*** Material shown Section Begins ***

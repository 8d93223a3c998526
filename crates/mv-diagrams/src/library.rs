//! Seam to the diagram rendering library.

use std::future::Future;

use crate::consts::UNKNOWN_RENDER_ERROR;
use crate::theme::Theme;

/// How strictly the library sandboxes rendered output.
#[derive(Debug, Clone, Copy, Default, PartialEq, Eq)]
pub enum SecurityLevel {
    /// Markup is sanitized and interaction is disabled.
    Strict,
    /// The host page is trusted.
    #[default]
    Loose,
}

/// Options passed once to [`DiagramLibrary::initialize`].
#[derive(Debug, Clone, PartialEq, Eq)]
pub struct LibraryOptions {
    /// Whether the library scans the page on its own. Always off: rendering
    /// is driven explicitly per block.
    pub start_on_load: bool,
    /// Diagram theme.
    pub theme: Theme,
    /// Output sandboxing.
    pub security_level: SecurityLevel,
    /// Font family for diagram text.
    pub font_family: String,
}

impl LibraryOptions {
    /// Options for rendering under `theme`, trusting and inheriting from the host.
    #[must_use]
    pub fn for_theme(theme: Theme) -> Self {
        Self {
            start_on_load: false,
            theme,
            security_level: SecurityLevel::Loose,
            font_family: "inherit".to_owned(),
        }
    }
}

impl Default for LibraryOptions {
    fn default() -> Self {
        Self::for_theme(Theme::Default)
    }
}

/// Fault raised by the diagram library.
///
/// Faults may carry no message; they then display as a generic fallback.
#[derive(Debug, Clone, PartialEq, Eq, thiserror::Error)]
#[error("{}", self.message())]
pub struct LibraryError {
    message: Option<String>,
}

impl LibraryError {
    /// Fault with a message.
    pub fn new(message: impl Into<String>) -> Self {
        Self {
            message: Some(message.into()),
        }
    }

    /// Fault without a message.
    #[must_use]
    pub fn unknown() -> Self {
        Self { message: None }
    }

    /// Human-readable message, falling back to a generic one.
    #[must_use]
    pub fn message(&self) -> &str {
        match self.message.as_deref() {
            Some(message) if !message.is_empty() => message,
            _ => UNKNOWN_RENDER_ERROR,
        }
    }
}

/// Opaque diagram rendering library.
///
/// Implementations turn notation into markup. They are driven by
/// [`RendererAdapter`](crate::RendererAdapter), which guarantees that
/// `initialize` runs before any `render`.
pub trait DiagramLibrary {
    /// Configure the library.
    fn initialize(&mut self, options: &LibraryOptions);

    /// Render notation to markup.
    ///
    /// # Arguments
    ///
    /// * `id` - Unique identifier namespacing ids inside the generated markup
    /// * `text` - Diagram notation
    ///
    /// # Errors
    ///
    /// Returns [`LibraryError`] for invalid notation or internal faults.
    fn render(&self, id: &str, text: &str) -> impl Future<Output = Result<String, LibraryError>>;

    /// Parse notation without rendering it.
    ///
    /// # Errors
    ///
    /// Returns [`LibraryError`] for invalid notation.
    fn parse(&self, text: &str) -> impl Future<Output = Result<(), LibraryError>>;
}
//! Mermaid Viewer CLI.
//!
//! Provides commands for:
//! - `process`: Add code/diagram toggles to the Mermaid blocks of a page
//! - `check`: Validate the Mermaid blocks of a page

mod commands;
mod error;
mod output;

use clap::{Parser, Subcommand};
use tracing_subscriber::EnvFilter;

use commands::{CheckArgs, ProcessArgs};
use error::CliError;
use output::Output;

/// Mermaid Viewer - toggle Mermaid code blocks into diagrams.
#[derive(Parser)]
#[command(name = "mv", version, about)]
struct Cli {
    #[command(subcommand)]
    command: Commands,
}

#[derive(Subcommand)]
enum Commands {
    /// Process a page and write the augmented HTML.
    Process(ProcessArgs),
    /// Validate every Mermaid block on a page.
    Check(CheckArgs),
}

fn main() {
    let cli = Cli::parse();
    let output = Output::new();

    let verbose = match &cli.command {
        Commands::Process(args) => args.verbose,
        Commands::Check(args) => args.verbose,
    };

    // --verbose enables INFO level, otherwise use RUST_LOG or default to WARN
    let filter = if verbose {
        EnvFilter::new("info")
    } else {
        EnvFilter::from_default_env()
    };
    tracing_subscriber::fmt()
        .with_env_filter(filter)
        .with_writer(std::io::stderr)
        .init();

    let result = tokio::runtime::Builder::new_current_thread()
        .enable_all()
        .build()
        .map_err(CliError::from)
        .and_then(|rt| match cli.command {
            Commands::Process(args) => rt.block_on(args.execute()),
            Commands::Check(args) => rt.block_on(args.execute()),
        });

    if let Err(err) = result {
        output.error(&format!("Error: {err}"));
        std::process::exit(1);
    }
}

*** Material shown Section Ends ***
*** Material shown Section Begins ***

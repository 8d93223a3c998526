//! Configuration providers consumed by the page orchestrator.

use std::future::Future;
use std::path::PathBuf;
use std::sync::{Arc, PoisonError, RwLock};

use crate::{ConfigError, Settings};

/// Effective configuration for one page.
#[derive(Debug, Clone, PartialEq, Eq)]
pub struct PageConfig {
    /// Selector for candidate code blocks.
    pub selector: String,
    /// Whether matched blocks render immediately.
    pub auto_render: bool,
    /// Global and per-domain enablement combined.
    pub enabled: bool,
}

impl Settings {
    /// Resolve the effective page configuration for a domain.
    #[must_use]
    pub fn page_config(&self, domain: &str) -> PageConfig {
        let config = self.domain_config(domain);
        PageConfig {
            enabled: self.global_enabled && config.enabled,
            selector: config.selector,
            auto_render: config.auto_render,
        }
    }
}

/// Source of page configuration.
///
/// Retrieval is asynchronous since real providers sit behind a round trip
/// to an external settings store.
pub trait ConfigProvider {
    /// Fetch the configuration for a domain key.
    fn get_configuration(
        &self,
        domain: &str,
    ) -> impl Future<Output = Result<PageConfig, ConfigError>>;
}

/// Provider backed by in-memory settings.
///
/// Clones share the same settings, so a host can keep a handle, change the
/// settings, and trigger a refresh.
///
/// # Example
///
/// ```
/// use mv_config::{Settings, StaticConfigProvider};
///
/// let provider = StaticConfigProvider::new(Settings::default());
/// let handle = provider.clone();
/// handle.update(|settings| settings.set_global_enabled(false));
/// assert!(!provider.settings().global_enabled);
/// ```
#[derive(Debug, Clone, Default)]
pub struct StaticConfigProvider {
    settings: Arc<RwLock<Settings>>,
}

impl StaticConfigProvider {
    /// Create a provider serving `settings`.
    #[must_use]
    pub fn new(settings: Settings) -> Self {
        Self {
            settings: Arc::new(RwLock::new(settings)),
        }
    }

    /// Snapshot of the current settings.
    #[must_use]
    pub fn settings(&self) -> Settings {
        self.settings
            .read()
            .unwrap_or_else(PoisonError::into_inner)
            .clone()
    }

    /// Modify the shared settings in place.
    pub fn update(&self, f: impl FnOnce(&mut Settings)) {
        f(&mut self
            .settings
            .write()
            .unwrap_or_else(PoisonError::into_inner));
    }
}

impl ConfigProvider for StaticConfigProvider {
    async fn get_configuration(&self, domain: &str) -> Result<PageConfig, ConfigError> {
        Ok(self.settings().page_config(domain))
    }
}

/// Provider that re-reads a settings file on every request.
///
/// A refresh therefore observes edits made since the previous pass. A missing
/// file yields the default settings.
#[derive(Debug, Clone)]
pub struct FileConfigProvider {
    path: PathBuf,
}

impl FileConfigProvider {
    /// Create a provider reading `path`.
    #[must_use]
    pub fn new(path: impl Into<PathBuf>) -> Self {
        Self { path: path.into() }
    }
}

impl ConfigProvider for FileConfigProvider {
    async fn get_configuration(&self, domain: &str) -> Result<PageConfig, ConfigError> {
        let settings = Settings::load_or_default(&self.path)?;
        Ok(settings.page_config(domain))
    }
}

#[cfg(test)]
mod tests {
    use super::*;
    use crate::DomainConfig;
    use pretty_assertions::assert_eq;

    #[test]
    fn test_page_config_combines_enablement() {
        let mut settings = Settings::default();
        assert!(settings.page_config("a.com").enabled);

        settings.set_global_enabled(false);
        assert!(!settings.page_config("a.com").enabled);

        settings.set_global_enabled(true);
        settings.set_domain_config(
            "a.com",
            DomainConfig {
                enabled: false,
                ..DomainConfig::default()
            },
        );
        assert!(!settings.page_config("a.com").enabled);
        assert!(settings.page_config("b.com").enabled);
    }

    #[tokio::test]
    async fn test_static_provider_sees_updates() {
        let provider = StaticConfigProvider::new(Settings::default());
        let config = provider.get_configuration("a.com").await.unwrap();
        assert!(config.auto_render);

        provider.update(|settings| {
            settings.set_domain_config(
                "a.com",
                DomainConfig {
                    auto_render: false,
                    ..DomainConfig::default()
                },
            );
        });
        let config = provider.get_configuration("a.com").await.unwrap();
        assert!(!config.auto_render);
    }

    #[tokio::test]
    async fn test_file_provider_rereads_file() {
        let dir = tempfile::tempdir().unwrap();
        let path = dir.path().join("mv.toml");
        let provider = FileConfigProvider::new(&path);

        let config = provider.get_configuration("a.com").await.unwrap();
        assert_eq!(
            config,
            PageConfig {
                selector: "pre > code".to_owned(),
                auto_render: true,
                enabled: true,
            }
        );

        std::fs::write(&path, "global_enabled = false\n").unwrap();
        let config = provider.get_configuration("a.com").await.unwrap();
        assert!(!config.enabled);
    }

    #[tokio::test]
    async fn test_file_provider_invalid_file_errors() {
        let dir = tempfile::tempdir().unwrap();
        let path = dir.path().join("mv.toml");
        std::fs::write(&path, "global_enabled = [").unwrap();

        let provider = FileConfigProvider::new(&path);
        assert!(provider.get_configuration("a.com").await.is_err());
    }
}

*** Material shown Section Ends ***

When a line among the entries above contains "enum", copy it.

pub enum SecurityLevel {
enum Commands {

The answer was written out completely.